Former Australia batsman Hussey said the Nottingham battering could have a lasting effect on the tourist.

"I feel for some of the bowlers because unfortunately they're going to carry that around with you for the rest of your career," Hussey said on The Unplayable Podcast. 

"I often bump into people and they talk about 'Mick Lewis is that guy that went for 100' [Lewis had figures of 0-113 against South Africa in 2006] and so Andrew Tye is going to be another one of those guys.

"In a lot of ways he's done so well for the [Perth] Scorchers and in the IPL he's done well. A lot of people are unfortunately going to remember him for going for 100 in a one-day international. 

"It's not the sort of thing you want to be remembered by. I know with Mick Lewis it certainly had a mental effect on him for quite a period of time."

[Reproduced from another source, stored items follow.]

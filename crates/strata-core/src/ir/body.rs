//! # Block Body
//!
//! A [`BlockBody`] is one staged IR tree element: an ordered sequence of
//! statements whose storage swaps between a live in-memory list and
//! stage-tagged carrier snapshots.
//!
//! The state is an explicit enum ([`BodyState`]): materialization is a pure
//! decode of a carrier followed by a state replacement, never an in-place
//! mutation racing with readers. `children()` and `seal()` take `&mut self`,
//! so exclusive per-body access is enforced by the borrow checker — the
//! single-owner-per-worker usage the pipeline guarantees.

use crate::ir::carrier::{Carrier, CarrierStore};
use crate::stage::{Stage, StageController};
use crate::types::{BodyId, Statement, StrataError};

// =============================================================================
// BODY STATE
// =============================================================================

/// Storage state of a body's statement list.
#[derive(Debug, Clone, PartialEq, Eq)]
pub enum BodyState {
    /// Statements resident in memory, directly readable and writable.
    Live(Vec<Statement>),
    /// Statements evicted into the carrier store; the index names the
    /// carrier produced by the seal that evicted them.
    Sealed(usize),
    /// Removed from its tree. Any access is a use-after-detach bug.
    Detached,
}

// =============================================================================
// BLOCK BODY
// =============================================================================

/// One staged IR tree element holding an ordered statement list.
#[derive(Debug, Clone, PartialEq, Eq)]
pub struct BlockBody {
    id: BodyId,
    start_offset: u32,
    end_offset: u32,
    /// Stage at creation. Immutable after construction.
    created_on: Stage,
    /// Stage at which live fields were last written.
    last_modified: Stage,
    /// Highest stage this body has been transformed through. Tracks
    /// pipeline progress independent of mutation.
    lowered_up_to: Stage,
    state: BodyState,
    carriers: CarrierStore,
}

impl BlockBody {
    /// Create a fresh live body at the controller's current stage.
    ///
    /// Fails with [`StrataError::InvalidOffsets`] if `start_offset` exceeds
    /// `end_offset`.
    pub fn new(
        id: BodyId,
        stages: &StageController,
        start_offset: u32,
        end_offset: u32,
    ) -> Result<Self, StrataError> {
        if start_offset > end_offset {
            return Err(StrataError::InvalidOffsets(start_offset, end_offset));
        }
        let stage = stages.current();
        Ok(Self {
            id,
            start_offset,
            end_offset,
            created_on: stage,
            last_modified: stage,
            lowered_up_to: stage,
            state: BodyState::Live(Vec::new()),
            carriers: CarrierStore::new(),
        })
    }

    /// The body's identity within its tree.
    #[must_use]
    pub const fn id(&self) -> BodyId {
        self.id
    }

    /// Source bounds, `start <= end` by construction.
    #[must_use]
    pub const fn offsets(&self) -> (u32, u32) {
        (self.start_offset, self.end_offset)
    }

    /// Stage this body was created on.
    #[must_use]
    pub const fn created_on(&self) -> Stage {
        self.created_on
    }

    /// Stage at which live fields were last written.
    #[must_use]
    pub const fn last_modified(&self) -> Stage {
        self.last_modified
    }

    /// Highest stage this body has been transformed through.
    #[must_use]
    pub const fn lowered_up_to(&self) -> Stage {
        self.lowered_up_to
    }

    /// Record that the pipeline has transformed this body through `stage`.
    /// Never moves backwards.
    pub fn mark_lowered(&mut self, stage: Stage) {
        if stage > self.lowered_up_to {
            self.lowered_up_to = stage;
        }
    }

    /// Number of carriers sealed for this body.
    #[must_use]
    pub fn carrier_count(&self) -> usize {
        self.carriers.len()
    }

    /// Check whether this body has been detached from its tree.
    #[must_use]
    pub const fn is_detached(&self) -> bool {
        matches!(self.state, BodyState::Detached)
    }

    /// The live, mutable statement list.
    ///
    /// Materializes from the carrier store when needed:
    /// - A detached body fails with [`StrataError::DetachedBody`].
    /// - A fresh body (current stage at or before `created_on`) returns its
    ///   live list with no carrier lookup.
    /// - Forward read (current stage after the last write): materializes
    ///   only from a carrier sealed at an intermediate stage, after the
    ///   last write and not after the current stage. Carriers older than
    ///   the last write are stale; the live list — which may hold unsealed
    ///   mutations — is returned unchanged.
    /// - Replay read (current stage before the last write): materializes
    ///   from the carrier nearest to, but not after, the current stage.
    /// - On materialization the live list is replaced with the decoded list
    ///   and `last_modified` is set to the current stage. If no applicable
    ///   carrier exists, the existing live list is returned unchanged (the
    ///   body was never persisted at a relevant stage).
    pub fn children(
        &mut self,
        stages: &StageController,
    ) -> Result<&mut Vec<Statement>, StrataError> {
        let stage = stages.current();

        let replacement = match &self.state {
            BodyState::Detached => return Err(StrataError::DetachedBody(self.id)),
            BodyState::Sealed(sealing) => {
                // Evicted: decode from the carrier nearest to the current
                // stage, falling back to the sealing snapshot itself.
                let carrier = self
                    .carriers
                    .nearest_at(stage)
                    .or_else(|| self.carriers.get(*sealing))
                    .ok_or(StrataError::DetachedBody(self.id))?;
                Some(carrier.decode_statements()?)
            }
            BodyState::Live(_) if stage > self.created_on && self.last_modified != stage => {
                match self.carriers.nearest_at(stage) {
                    // Forward read: a carrier at or before the last write is
                    // stale — the live list may hold unsealed mutations.
                    Some(carrier)
                        if stage > self.last_modified
                            && carrier.stage() <= self.last_modified =>
                    {
                        None
                    }
                    Some(carrier) => Some(carrier.decode_statements()?),
                    None => None,
                }
            }
            BodyState::Live(_) => None,
        };

        if let Some(statements) = replacement {
            self.state = BodyState::Live(statements);
            self.last_modified = stage;
        }

        match &mut self.state {
            BodyState::Live(statements) => Ok(statements),
            _ => Err(StrataError::DetachedBody(self.id)),
        }
    }

    /// Append a statement to the live list, recording the write stage.
    pub fn push_statement(
        &mut self,
        stages: &StageController,
        statement: Statement,
    ) -> Result<(), StrataError> {
        let stage = stages.current();
        self.children(stages)?.push(statement);
        self.last_modified = stage;
        Ok(())
    }

    /// Replace the live list wholesale, recording the write stage.
    pub fn set_children(
        &mut self,
        stages: &StageController,
        statements: Vec<Statement>,
    ) -> Result<(), StrataError> {
        let stage = stages.current();
        let live = self.children(stages)?;
        *live = statements;
        self.last_modified = stage;
        Ok(())
    }

    /// Snapshot current live fields into a new carrier tagged with the
    /// current stage, append it to the carrier store, and evict the live
    /// list. Returns the sealed carrier.
    ///
    /// When sealing is required is pipeline policy; the body only guarantees
    /// that `children()` is correct given the carriers the pipeline sealed.
    pub fn seal(&mut self, stages: &StageController) -> Result<&Carrier, StrataError> {
        let stage = stages.current();

        let statements = match &self.state {
            BodyState::Detached => return Err(StrataError::DetachedBody(self.id)),
            BodyState::Live(live) => live.clone(),
            // Sealing an already-evicted body re-snapshots its current view.
            BodyState::Sealed(sealing) => self
                .carriers
                .nearest_at(stage)
                .or_else(|| self.carriers.get(*sealing))
                .ok_or(StrataError::DetachedBody(self.id))?
                .decode_statements()?,
        };

        let carrier = Carrier::snapshot(stage, self.start_offset, self.end_offset, &statements)?;
        let index = self.carriers.push(carrier);
        self.state = BodyState::Sealed(index);

        self.carriers
            .get(index)
            .ok_or(StrataError::DetachedBody(self.id))
    }

    /// Detach this body: drop the carrier store and poison the state.
    /// Called by the tree when the parent relation is severed.
    pub(crate) fn detach(&mut self) {
        self.state = BodyState::Detached;
        self.carriers.clear();
    }
}

// =============================================================================
// TESTS
// =============================================================================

Hussey added: "I know it probably seems like it's doom and gloom for the Australian team at the moment and in some ways it is,

"I worry about some mental scars for some of these guys that are getting taught a serious lesson about international cricket moving forward. 

"But the silver lining is that we're building a lot of depth, we're exposing a lot of players that at any other stage may not get an opportunity at all. They’re experiencing what's it like to play international cricket."